Global Exposure: Several chemical manufacturers in India sell their products in the global market, apart from catering to the needs of Indian consumers. Hence, you can benefit from global exposure by investing in such companies.
Dividend Payouts: Many chemical manufacturers in India pay dividends. Hence, if you are keen on receiving dividend payments, then you should invest in chemical stocks that have a track-record of paying dividends regularly.
Cyclical Nature: The business of several chemical manufacturers is closely tied to the ups and downs of the Indian and global economy. When the economy expands, the demand for chemicals from industries, like automotive, consumer goods, and construction, grows. However, when the economy slows down, the demand for chemicals is affected.
Competitive Pressure: The chemical industry is extremely competitive both domestically and globally. This can create a lot of pressure on the prices of chemicals. Besides, companies have to invest in R&D to improve their products. Otherwise, they can lose their business to competition.
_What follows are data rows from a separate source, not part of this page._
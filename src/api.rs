// Remote booking service: the trait the radar talks to, the HTTP client for
// the live service, and an in-process mock used by the tests.

use async_trait::async_trait;
use bytes::Bytes;
use reqwest::{StatusCode, Url};
use serde::{de::DeserializeOwned, Deserialize};
use std::time::Duration;
use tracing::{debug, error, info, warn};

use crate::{
    bookings::BookingState,
    config::ClientConfig,
    error::{ConfigError, RadarError},
    locations::LocationSnapshot,
};

const LOGIN_FAILED: &str = "Login failed. Please check credentials and retry.";

// Eligibility of a place for pre-booking. Some places can be rented on the
// spot but not reserved ahead.
#[derive(Debug, Clone, Default, Deserialize)]
pub struct BookingInfo {
    #[serde(default)]
    pub place: Option<BookingInfoPlace>,
}

#[derive(Debug, Clone, Default, Deserialize)]
pub struct BookingInfoPlace {
    #[serde(default)]
    pub bike_types: Vec<BikeTypeAvailability>,
}

#[derive(Debug, Clone, Default, Deserialize)]
pub struct BikeTypeAvailability {
    #[serde(default)]
    pub available: u32,
}

impl BookingInfo {
    pub fn bookable(available: bool) -> Self {
        Self {
            place: Some(BookingInfoPlace {
                bike_types: vec![BikeTypeAvailability {
                    available: available as u32,
                }],
            }),
        }
    }

    pub fn is_bookable(&self) -> bool {
        self.place
            .as_ref()
            .and_then(|p| p.bike_types.first())
            .map_or(false, |t| t.available == 1)
    }
}

// Wire envelopes
#[derive(Debug, Default, Deserialize)]
struct ErrorPayload {
    #[serde(default)]
    code: i64,
    #[serde(default)]
    message: String,
}

#[derive(Deserialize)]
struct LoginResponse {
    user: LoginUser,
}

#[derive(Deserialize)]
struct LoginUser {
    loginkey: String,
}

#[derive(Deserialize)]
struct BookingsResponse {
    #[serde(default)]
    items: Vec<BookingState>,
}

#[derive(Deserialize)]
struct BookResponse {
    booking: BookingState,
}

#[derive(Deserialize)]
struct CancelResponse {
    #[serde(default)]
    booking: Option<serde_json::Value>,
}

/// Decodes a response body. The service reports failures in-band as
/// `{"error": {...}}`, often with a 200 status.
pub(crate) fn decode<T: DeserializeOwned>(body: &[u8]) -> Result<T, RadarError> {
    let value: serde_json::Value = serde_json::from_slice(body)?;
    if let Some(err) = value.get("error") {
        let payload = serde_json::from_value::<ErrorPayload>(err.clone()).unwrap_or_else(|_| {
            ErrorPayload {
                code: 0,
                message: err.to_string(),
            }
        });
        return Err(RadarError::Api {
            code: payload.code,
            message: payload.message,
        });
    }
    Ok(serde_json::from_value(value)?)
}

fn is_truthy(value: &serde_json::Value) -> bool {
    match value {
        serde_json::Value::Bool(b) => *b,
        serde_json::Value::Number(n) => n.as_f64().map_or(false, |n| n != 0.0),
        serde_json::Value::String(s) => !s.is_empty() && s != "0",
        _ => false,
    }
}

#[async_trait]
pub trait ResourceApi: Send + Sync + 'static {
    // Exchange credentials for a token used by the privileged calls
    async fn authenticate(&self, identity: &str, secret: &str) -> Result<String, RadarError>;

    // Full countries/cities/places feed, optionally narrowed to one city
    async fn list_locations(&self, city_id: Option<u64>) -> Result<LocationSnapshot, RadarError>;

    async fn booking_info(&self, token: &str, place_id: u64) -> Result<BookingInfo, RadarError>;

    async fn book(&self, token: &str, place_id: u64) -> Result<BookingState, RadarError>;

    // Ok(false) means the service answered but did not cancel
    async fn cancel_booking(&self, token: &str, booking_id: u64) -> Result<bool, RadarError>;

    // All past and present bookings in creation order
    async fn list_bookings(&self, token: &str) -> Result<Vec<BookingState>, RadarError>;
}

#[derive(Clone)]
pub struct NextbikeClient {
    inner: reqwest::Client,
    base: Url,
    maps: Url,
    api_key: String,
}

impl NextbikeClient {
    pub fn new(config: ClientConfig) -> Result<Self, ConfigError> {
        let parse = |name: &str, value: &str| {
            value.parse::<Url>().map_err(|_| ConfigError::Invalid {
                name: name.to_string(),
                value: value.to_string(),
            })
        };
        let base = parse("base_url", &config.base_url)?;
        let maps = parse("maps_url", &config.maps_url)?;

        let inner = reqwest::Client::builder()
            .timeout(Duration::from_millis(config.timeout_ms))
            .user_agent(config.user_agent.clone())
            .build()
            .map_err(|e| ConfigError::Invalid {
                name: "http client".to_string(),
                value: e.to_string(),
            })?;

        Ok(Self {
            inner,
            base,
            maps,
            api_key: config.api_key,
        })
    }

    fn endpoint(&self, path: &str) -> Result<Url, RadarError> {
        self.base
            .join(path)
            .map_err(|e| RadarError::Transport(format!("error joining url: {e}")))
    }

    async fn send(&self, request: reqwest::RequestBuilder) -> Result<Bytes, RadarError> {
        let response = request.send().await?;
        let status = response.status();
        let path = response.url().path().to_string();
        let body = response.bytes().await?;

        if status == StatusCode::UNAUTHORIZED || status == StatusCode::FORBIDDEN {
            warn!(%path, %status, "request rejected");
            return Err(RadarError::Auth("Not authorized. Please log in again.".to_string()));
        }
        if !status.is_success() {
            error!(%path, %status, "request failed");
            return Err(RadarError::Transport(format!("HTTP {status} from {path}")));
        }

        debug!(%path, bytes = body.len(), "response received");
        Ok(body)
    }

    async fn get<T: DeserializeOwned>(
        &self,
        endpoint: &str,
        token: &str,
        params: &[(&str, String)],
    ) -> Result<T, RadarError> {
        let url = self.endpoint(endpoint)?;
        let mut query = vec![
            ("api_key", self.api_key.clone()),
            ("loginkey", token.to_string()),
        ];
        query.extend(params.iter().map(|(k, v)| (*k, v.clone())));

        let body = self.send(self.inner.get(url).query(&query)).await?;
        decode(&body)
    }
}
How to Invest in Chemical Stocks?
To invest in chemical stocks, you need to first research the business of such stocks. Hence, you should learn about the products of chemical companies you are keen on. You must also analyse their financial performance. For example, you should check their sales and profit growth. You should also check whether they are able to generate free cash flows or not.
Besides, you should open demat account to invest in chemical stocks. Hence, you must thoroughly research the services and charges of several brokers before opening a demat account.
Conclusion
If you trade in the Indian stock market and are keen to invest in chemical stocks, you have a lot of options to choose from. Moreover, the Indian chemical industry is growing at a decent rate. Hence, it can provide you with investment opportunities.
That said, you must keep in mind that the chemical sector is highly cyclical in nature. Its prospects depend upon the local and global economy. So, you should do proper research before investing in a chemical stock.
Disclaimer: Investments in the securities market are subject to market risk, read all related documents carefully before investing.
This content is for educational purposes only. Securities quoted are exemplary and not recommendatory.